Neuropeptide Y (NPY) binds to a family of G-protein coupled receptors termed Y₁, Y₂, Y₃, Y₄, Y₅, and y₆. The use of various receptor subtype-selective agonists and antagonists has facilitated identification of the receptor subtypes responsible for mediating many of the biological effects of NPY. For example, the potent orexigenic activity of NPY is believed to be mediated by both the Y₁and Y₅ receptor subtypes.
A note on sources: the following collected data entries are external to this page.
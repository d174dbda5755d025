//! Protected command execution pipeline.
//!
//! A command binds a work function to an executor pool, a timeout and an
//! optional fallback, then runs the admission pipeline: circuit check →
//! ticket acquisition → timed run → fallback routing. The same pipeline backs
//! the blocking (`execute`) and future-based (`queue`) entry points; the
//! streaming entry point (`observe`) uses separate close-terminated
//! machinery because its completion semantics differ.

use std::sync::Arc;
use std::time::Duration;

use futures::future::BoxFuture;
use futures::FutureExt;
use tokio::sync::{mpsc, oneshot};
use tokio::task::JoinHandle;
use tracing::{debug, warn};

use crate::error::CommandError;
use crate::future::CommandFuture;
use crate::pool::{ExecutorPool, PoolConfig};

/// Timeout applied when a command has no explicit override.
pub const DEFAULT_TIMEOUT: Duration = Duration::from_secs(1);

/// Name given to the private pool of commands with no pool binding.
pub const DEFAULT_POOL_NAME: &str = "default";

/// Outcome of one command invocation: a payload or exactly one error.
pub type CommandResult<T> = Result<T, CommandError>;

/// Conduit handed to a work function for delivering its results.
///
/// Emit one result for `execute`/`queue`, or any number for `observe`;
/// dropping the sender signals completion.
pub type ResultSender<T> = mpsc::Sender<CommandResult<T>>;

type WorkFn<T> = Box<dyn FnOnce(ResultSender<T>) -> BoxFuture<'static, ()> + Send>;
type FallbackFn<T> = Box<dyn FnOnce(CommandError) -> BoxFuture<'static, CommandResult<T>> + Send>;
type ObserverFn<T> = Box<dyn FnMut(CommandResult<T>) + Send>;

// Buffer for the observe conduit; items are forwarded in order regardless.
const OBSERVE_BUFFER: usize = 16;

/// A unit of protected work against one dependency.
///
/// Immutable once invoked; pool, timeout, fallback and observer are set by
/// the consuming builder-style methods before the first (and only)
/// invocation. With no pool binding the command runs against a private pool
/// built from [`PoolConfig::default`], so bulkhead sharing is always an
/// explicit choice made through a registry.
pub struct Command<T> {
    work: WorkFn<T>,
    fallback: Option<FallbackFn<T>>,
    observer: Option<ObserverFn<T>>,
    pool: Option<Arc<ExecutorPool>>,
    timeout: Duration,
}

impl<T: Send + 'static> Command<T> {
    /// Create a command around a work function.
    ///
    /// The work function receives a [`ResultSender`] and runs on its own
    /// spawned task; it is never forcibly cancelled, not even on timeout.
    pub fn new<F, Fut>(work: F) -> Self
    where
        F: FnOnce(ResultSender<T>) -> Fut + Send + 'static,
        Fut: std::future::Future<Output = ()> + Send + 'static,
    {
        Self {
            work: Box::new(move |tx| work(tx).boxed()),
            fallback: None,
            observer: None,
            pool: None,
            timeout: DEFAULT_TIMEOUT,
        }
    }

    /// Configure a fallback invoked with the triggering error when the
    /// primary path fails, times out, or is rejected at admission.
    pub fn with_fallback<F, Fut>(mut self, fallback: F) -> Self
    where
        F: FnOnce(CommandError) -> Fut + Send + 'static,
        Fut: std::future::Future<Output = CommandResult<T>> + Send + 'static,
    {
        self.fallback = Some(Box::new(move |err| fallback(err).boxed()));
        self
    }

    /// Bind the command to a shared executor pool.
    pub fn with_pool(mut self, pool: Arc<ExecutorPool>) -> Self {
        self.pool = Some(pool);
        self
    }

    /// Override the default timeout.
    pub fn with_timeout(mut self, timeout: Duration) -> Self {
        self.timeout = timeout;
        self
    }

    /// Configure the callback receiving each item of an observed stream.
    pub fn with_observer<F>(mut self, observer: F) -> Self
    where
        F: FnMut(CommandResult<T>) + Send + 'static,
    {
        self.observer = Some(Box::new(observer));
        self
    }

    /// Run the pipeline and wait for the final result.
    pub async fn execute(self) -> CommandResult<T> {
        self.run_pipeline().await
    }

    /// Run the pipeline on a background task and return a future handle
    /// resolving to the same result `execute` would have produced.
    pub fn queue(self) -> CommandFuture<T> {
        let (tx, rx) = oneshot::channel();
        tokio::spawn(async move {
            let result = self.run_pipeline().await;
            let _ = tx.send(result);
        });
        CommandFuture::new(rx)
    }

    /// Consume a multi-valued work function as a stream.
    ///
    /// Spawns the work function and a consumer that forwards each emitted
    /// item to the observer callback, in emission order, until the work
    /// function drops its sender. Returns without blocking; the handle
    /// completes when the stream does. With no observer configured the
    /// stream is still drained.
    ///
    /// This path is deliberately not gated by the circuit, the pool, or the
    /// timeout: streams are close-terminated, not race-terminated.
    pub fn observe(self) -> JoinHandle<()> {
        let (tx, mut rx) = mpsc::channel(OBSERVE_BUFFER);
        tokio::spawn((self.work)(tx));

        let mut observer = self.observer;
        tokio::spawn(async move {
            let mut delivered = 0usize;
            while let Some(item) = rx.recv().await {
                if let Some(callback) = observer.as_mut() {
                    callback(item);
                }
                delivered += 1;
            }
            debug!(delivered, "observed stream completed");
        })
    }

    /// Shared pipeline behind `execute` and `queue`.
    async fn run_pipeline(self) -> CommandResult<T> {
        let pool = self
            .pool
            .unwrap_or_else(|| Arc::new(ExecutorPool::with_config(DEFAULT_POOL_NAME, PoolConfig::default())));

        let trigger = match Self::attempt(self.work, &pool, self.timeout).await {
            Ok(value) => return Ok(value),
            Err(trigger) => trigger,
        };

        match self.fallback {
            Some(fallback) => {
                debug!(pool = %pool.name(), %trigger, "routing to fallback");
                match fallback(trigger).await {
                    Ok(value) => Ok(value),
                    // A failed fallback is terminal; it is never re-routed.
                    Err(err) if err.is_trigger() => Err(CommandError::Fallback(err.to_string())),
                    Err(terminal) => Err(terminal),
                }
            }
            None => Err(trigger),
        }
    }

    /// Admission and timed run: circuit check, ticket acquisition, then the
    /// work function raced against the timeout.
    async fn attempt(
        work: WorkFn<T>,
        pool: &Arc<ExecutorPool>,
        timeout: Duration,
    ) -> CommandResult<T> {
        if pool.circuit().is_open() {
            warn!(pool = %pool.name(), "circuit open, command rejected");
            return Err(CommandError::CircuitOpen(pool.name().to_string()));
        }

        let ticket = match pool.try_acquire() {
            Some(ticket) => ticket,
            None => {
                warn!(pool = %pool.name(), "pool exhausted, command rejected");
                return Err(CommandError::PoolExhausted(pool.name().to_string()));
            }
        };

        let (tx, mut rx) = mpsc::channel(1);
        let worker = tokio::spawn(work(tx));

        match tokio::time::timeout(timeout, rx.recv()).await {
            Ok(Some(result)) => {
                drop(ticket);
                result
            }
            Ok(None) => {
                drop(ticket);
                Err(CommandError::run("work function completed without a result"))
            }
            Err(_elapsed) => {
                // Release the slot now, not when the straggler finishes.
                drop(ticket);
                warn!(pool = %pool.name(), timeout_ms = timeout.as_millis() as u64, "command timed out");

                // The work task is not cancelled. Drain its eventual output
                // so its sends never wedge and the task can terminate.
                tokio::spawn(async move {
                    while rx.recv().await.is_some() {}
                    let _ = worker.await;
                    debug!("late work function drained after timeout");
                });

                Err(CommandError::Timeout(timeout.as_millis() as u64))
            }
        }
    }
}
Several selective Y₅receptor agonists that stimulate food intake in rodents are available, but no selective Y₁ receptor agonist has been reported. We have identified several NPY analogs that bind the NPY Y₁receptor with high affinity and exhibit full agonist activity, measured as inhibition of forskolin-stimulated cAMP production in cells expressing the cloned NPY Y₁ receptor. [d-Arg²⁵]-NPY, [d-His²⁶]-NPY, Des-AA^10–17[Cys^7,21,Pro³⁴]-NPY, Des-AA^11–18[Cys^7,21,d-Lys⁹(Ac)]-NPY, Des-AA^11–18[Cys^7,21,d-Lys⁹(Ac),Pro³⁴]-NPY, Des-AA^11–18[Cys^7,21,d-Lys⁹(Ac),d-His²⁶]-NPY and Des-AA^11–18[Cys^7,21,d-Lys⁹(Ac),d-His²⁶, Pro³⁴]-NPY bind the NPY Y₁ receptor with K_ivalues of 0.9 ± 0.2, 2.0 ± 0.3, 0.2 ± 0.05, 0.7 ± 0.1, 0.2 ± 0.01, 2.2 ± 0.3, and 1.2 ± 0.3 nM, respectively, and inhibit forskolin-stimulated cAMP production with EC₅₀ values of 0.2 ± 0.02, 0.5 ± 0.04, 0.3 ± 0.03, 0.5 ± 0.05, 0.4 ± 0.16, 5.3 ± 0.32, and 5.1 ± 0.97 nM, respectively. These peptides are highly selective for the NPY Y₁ receptor relative to the NPY Y₂, Y₄, and Y₅ receptors. [d-Arg²⁵]-NPY, [d-His²⁶]-NPY and Des-AA^11–18[Cys^7,21, d-Lys⁹(Ac),d-His²⁶,Pro³⁴]-NPY stimulate food intake dose-responsively in Long-Evans rats for at least 4 h after intracerebroventricular administration. Although the involvement of Y₁ receptors in several physiological activities, such as vasoconstriction and anxiolysis, remains to be investigated, adequate tools are now available.